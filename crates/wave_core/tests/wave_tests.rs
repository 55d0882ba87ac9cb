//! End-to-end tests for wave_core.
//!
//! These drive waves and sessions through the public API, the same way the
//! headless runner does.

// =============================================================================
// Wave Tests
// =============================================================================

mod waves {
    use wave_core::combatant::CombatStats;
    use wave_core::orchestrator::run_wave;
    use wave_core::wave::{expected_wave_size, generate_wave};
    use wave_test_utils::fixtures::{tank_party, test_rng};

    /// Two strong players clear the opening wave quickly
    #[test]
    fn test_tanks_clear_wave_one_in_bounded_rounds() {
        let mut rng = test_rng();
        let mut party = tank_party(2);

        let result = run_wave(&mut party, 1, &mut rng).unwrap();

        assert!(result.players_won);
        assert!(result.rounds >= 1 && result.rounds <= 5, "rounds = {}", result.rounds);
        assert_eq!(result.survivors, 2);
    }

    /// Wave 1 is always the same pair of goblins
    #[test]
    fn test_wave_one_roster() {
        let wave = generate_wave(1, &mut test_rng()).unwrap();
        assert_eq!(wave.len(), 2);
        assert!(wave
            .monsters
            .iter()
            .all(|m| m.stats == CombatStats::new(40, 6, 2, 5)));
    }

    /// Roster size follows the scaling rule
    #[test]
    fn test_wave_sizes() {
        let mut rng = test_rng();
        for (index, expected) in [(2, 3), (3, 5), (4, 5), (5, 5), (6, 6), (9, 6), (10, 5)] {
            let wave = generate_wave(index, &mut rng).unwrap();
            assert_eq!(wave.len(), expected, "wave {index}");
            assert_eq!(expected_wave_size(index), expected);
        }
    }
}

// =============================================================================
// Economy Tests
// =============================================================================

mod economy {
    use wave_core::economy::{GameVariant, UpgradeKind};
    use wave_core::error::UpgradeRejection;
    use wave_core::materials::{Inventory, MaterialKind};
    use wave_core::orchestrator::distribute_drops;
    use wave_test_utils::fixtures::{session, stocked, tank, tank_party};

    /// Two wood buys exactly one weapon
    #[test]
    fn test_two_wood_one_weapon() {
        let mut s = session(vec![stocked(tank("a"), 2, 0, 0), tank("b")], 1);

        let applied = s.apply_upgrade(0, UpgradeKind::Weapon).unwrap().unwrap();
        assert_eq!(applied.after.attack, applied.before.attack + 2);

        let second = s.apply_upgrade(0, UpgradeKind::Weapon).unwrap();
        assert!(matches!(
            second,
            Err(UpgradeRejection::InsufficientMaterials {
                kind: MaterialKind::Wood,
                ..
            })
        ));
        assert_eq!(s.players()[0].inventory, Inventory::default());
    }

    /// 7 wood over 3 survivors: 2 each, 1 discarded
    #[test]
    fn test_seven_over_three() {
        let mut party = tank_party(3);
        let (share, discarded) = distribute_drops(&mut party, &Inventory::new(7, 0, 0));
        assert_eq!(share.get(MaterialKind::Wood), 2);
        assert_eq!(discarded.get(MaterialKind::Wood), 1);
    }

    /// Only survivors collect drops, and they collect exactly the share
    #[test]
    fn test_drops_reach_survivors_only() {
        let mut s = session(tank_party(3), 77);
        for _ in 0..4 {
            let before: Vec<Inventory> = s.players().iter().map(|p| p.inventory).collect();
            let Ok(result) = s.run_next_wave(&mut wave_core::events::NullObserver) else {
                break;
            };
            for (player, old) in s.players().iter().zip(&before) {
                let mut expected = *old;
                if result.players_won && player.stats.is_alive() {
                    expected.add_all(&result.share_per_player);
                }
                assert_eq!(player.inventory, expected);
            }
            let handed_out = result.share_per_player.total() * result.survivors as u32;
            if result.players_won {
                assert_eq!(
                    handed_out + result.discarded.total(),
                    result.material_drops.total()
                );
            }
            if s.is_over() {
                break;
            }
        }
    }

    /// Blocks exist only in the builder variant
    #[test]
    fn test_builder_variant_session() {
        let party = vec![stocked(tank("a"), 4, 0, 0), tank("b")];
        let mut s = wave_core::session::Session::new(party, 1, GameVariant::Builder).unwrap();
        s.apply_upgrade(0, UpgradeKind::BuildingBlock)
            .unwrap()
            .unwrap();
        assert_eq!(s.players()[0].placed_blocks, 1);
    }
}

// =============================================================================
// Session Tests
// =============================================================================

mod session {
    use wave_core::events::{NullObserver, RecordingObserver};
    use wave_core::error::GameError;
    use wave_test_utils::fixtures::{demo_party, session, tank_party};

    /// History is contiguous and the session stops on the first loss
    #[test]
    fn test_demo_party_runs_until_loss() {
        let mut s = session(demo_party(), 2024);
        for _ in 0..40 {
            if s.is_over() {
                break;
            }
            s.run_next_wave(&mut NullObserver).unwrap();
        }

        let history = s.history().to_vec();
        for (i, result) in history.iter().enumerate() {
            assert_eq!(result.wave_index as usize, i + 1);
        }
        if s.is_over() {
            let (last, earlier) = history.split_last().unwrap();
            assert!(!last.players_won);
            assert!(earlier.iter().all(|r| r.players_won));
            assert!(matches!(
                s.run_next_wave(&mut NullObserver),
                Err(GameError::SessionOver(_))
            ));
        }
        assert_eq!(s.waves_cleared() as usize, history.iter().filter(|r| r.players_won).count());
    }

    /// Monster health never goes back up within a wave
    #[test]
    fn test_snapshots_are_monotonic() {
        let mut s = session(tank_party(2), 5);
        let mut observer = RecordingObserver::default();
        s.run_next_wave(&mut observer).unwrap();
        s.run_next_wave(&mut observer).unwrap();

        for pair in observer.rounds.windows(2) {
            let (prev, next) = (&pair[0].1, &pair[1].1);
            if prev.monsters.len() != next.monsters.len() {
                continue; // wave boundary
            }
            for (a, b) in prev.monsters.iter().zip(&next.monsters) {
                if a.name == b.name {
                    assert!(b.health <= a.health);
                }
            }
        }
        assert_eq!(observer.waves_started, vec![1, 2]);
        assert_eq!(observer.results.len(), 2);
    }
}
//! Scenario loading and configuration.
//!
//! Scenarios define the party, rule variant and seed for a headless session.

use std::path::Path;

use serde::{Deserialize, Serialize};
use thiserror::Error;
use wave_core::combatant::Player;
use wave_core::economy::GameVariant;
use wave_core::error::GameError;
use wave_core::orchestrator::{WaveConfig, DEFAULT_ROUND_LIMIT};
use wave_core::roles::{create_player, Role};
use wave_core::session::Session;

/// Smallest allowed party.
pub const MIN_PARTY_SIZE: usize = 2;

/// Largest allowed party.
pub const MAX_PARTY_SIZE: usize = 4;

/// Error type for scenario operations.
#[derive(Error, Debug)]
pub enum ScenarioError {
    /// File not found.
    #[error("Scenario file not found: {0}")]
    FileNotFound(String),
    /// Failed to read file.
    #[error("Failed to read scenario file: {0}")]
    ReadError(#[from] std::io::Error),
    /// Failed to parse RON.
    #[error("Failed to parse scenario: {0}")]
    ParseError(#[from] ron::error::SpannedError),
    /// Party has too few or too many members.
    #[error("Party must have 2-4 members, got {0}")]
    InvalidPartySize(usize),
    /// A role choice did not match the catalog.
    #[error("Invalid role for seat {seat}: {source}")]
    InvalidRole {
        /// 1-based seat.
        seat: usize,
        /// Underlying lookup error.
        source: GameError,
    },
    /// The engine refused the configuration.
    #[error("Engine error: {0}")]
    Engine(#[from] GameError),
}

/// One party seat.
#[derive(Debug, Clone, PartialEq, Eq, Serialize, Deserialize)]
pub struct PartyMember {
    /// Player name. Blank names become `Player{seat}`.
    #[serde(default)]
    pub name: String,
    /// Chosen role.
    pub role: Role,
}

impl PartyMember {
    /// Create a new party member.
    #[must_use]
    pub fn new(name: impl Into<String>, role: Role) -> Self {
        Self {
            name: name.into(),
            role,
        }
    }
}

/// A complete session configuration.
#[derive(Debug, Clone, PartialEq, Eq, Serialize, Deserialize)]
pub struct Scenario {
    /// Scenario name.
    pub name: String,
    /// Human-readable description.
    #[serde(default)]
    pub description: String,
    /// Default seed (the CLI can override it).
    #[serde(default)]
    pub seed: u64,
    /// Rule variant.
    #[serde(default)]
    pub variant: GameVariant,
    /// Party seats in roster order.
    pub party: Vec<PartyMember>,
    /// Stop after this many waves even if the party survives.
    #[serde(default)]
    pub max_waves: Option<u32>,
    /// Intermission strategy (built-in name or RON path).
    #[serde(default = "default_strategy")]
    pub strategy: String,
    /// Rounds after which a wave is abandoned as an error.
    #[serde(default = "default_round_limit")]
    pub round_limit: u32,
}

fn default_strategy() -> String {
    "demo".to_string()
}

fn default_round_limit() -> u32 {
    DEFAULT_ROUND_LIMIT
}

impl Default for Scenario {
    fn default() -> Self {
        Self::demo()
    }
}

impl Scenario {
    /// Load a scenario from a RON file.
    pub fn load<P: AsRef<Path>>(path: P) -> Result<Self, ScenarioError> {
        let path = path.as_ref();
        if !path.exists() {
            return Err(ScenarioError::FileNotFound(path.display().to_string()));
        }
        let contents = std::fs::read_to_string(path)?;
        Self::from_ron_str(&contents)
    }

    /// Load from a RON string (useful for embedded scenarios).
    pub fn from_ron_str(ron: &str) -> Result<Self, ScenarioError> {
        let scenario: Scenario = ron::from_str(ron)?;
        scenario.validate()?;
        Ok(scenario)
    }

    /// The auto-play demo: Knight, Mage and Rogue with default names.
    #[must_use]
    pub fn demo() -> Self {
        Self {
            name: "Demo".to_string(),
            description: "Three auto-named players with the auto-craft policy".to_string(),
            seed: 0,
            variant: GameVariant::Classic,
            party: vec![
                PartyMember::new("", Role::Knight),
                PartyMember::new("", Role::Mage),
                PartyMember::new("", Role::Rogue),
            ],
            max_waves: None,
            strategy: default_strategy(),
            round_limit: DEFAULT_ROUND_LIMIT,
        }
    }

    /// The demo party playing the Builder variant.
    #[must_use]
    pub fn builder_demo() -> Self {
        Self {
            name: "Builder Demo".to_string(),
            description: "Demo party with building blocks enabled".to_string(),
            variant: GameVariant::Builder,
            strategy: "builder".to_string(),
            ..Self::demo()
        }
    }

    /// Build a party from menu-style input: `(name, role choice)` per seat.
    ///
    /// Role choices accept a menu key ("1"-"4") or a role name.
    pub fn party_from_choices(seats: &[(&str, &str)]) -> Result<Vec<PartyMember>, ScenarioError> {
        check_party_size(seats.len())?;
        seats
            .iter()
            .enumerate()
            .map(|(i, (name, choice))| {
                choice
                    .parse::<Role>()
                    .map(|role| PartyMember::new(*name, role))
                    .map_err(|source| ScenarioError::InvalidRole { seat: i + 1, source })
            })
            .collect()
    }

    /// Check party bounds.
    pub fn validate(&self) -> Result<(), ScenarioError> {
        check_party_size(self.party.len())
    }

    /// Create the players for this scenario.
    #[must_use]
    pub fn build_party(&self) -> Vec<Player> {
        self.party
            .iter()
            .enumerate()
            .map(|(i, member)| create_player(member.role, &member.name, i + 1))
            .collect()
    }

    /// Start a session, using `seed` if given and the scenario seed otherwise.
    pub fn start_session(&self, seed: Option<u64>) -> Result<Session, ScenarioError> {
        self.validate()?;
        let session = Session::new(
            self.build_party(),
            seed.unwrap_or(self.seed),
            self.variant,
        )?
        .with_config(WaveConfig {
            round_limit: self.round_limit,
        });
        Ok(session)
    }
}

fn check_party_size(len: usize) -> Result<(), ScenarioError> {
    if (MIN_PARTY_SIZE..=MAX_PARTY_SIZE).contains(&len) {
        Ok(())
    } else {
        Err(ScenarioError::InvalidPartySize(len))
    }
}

...

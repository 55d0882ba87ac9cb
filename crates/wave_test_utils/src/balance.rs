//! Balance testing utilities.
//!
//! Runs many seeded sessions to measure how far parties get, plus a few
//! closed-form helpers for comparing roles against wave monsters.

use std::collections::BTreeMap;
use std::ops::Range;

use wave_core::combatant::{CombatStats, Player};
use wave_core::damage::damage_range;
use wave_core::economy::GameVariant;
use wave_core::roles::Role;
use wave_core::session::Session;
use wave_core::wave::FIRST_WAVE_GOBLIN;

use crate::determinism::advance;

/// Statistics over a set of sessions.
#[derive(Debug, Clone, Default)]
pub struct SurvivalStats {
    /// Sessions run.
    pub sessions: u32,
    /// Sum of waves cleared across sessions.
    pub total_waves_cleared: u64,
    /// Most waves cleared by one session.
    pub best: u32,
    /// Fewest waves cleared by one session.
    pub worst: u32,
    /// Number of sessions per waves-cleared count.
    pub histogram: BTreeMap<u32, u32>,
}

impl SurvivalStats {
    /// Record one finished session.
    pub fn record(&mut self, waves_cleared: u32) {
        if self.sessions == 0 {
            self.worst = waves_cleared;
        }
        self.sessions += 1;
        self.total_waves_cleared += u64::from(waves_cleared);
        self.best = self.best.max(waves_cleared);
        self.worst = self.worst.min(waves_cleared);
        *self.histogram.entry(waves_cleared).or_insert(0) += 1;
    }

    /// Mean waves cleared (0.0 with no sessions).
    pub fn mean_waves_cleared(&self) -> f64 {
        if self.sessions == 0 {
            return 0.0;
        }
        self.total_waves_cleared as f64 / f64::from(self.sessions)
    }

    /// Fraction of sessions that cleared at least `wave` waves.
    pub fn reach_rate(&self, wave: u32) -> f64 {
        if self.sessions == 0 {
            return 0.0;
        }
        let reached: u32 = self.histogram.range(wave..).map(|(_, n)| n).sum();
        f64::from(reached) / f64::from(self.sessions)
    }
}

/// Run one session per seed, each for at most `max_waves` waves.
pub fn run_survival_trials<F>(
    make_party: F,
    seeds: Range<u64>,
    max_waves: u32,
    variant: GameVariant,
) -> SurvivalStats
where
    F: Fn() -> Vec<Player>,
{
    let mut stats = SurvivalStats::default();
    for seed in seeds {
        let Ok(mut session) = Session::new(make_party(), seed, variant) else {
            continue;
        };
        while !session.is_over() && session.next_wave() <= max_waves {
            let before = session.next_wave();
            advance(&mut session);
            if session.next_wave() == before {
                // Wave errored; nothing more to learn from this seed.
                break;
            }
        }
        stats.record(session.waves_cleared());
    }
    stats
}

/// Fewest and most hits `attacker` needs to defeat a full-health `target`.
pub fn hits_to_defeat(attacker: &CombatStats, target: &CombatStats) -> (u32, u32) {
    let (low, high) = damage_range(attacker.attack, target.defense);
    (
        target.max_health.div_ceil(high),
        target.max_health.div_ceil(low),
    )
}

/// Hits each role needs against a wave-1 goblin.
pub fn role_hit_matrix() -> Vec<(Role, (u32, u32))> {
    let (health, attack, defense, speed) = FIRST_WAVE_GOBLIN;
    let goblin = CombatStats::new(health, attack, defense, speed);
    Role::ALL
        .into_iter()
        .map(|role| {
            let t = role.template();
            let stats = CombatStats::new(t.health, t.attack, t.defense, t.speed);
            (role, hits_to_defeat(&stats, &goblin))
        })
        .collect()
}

--

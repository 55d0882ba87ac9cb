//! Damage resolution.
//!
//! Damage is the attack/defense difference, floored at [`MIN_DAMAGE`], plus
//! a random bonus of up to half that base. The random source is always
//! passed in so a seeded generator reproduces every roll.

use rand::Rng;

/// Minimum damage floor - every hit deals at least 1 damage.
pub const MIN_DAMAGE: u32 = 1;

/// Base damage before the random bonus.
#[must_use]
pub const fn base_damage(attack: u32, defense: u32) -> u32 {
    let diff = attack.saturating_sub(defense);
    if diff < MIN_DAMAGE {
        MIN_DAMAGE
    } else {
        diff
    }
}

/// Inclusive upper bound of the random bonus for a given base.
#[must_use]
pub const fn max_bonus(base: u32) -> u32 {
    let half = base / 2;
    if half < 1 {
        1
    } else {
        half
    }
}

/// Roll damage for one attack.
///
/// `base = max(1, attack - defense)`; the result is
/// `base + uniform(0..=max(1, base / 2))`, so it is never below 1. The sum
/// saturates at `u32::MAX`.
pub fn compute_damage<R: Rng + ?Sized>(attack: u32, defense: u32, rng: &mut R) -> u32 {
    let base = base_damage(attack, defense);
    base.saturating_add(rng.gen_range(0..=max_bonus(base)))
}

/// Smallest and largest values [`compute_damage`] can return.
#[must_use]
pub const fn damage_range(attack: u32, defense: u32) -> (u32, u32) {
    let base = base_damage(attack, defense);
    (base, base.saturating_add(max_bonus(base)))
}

→ Directions for this task
Using the listing above, return word for word each line from the one that has "pub fn mean_waves_cleared(&self)" through the one that has "while !session.is_over() &&", and no line outside that range.

→ Solution for this exercise
    pub fn mean_waves_cleared(&self) -> f64 {
        if self.sessions == 0 {
            return 0.0;
        }
        self.total_waves_cleared as f64 / f64::from(self.sessions)
    }

    /// Fraction of sessions that cleared at least `wave` waves.
    pub fn reach_rate(&self, wave: u32) -> f64 {
        if self.sessions == 0 {
            return 0.0;
        }
        let reached: u32 = self.histogram.range(wave..).map(|(_, n)| n).sum();
        f64::from(reached) / f64::from(self.sessions)
    }
}

/// Run one session per seed, each for at most `max_waves` waves.
pub fn run_survival_trials<F>(
    make_party: F,
    seeds: Range<u64>,
    max_waves: u32,
    variant: GameVariant,
) -> SurvivalStats
where
    F: Fn() -> Vec<Player>,
{
    let mut stats = SurvivalStats::default();
    for seed in seeds {
        let Ok(mut session) = Session::new(make_party(), seed, variant) else {
            continue;
        };
        while !session.is_over() && session.next_wave() <= max_waves {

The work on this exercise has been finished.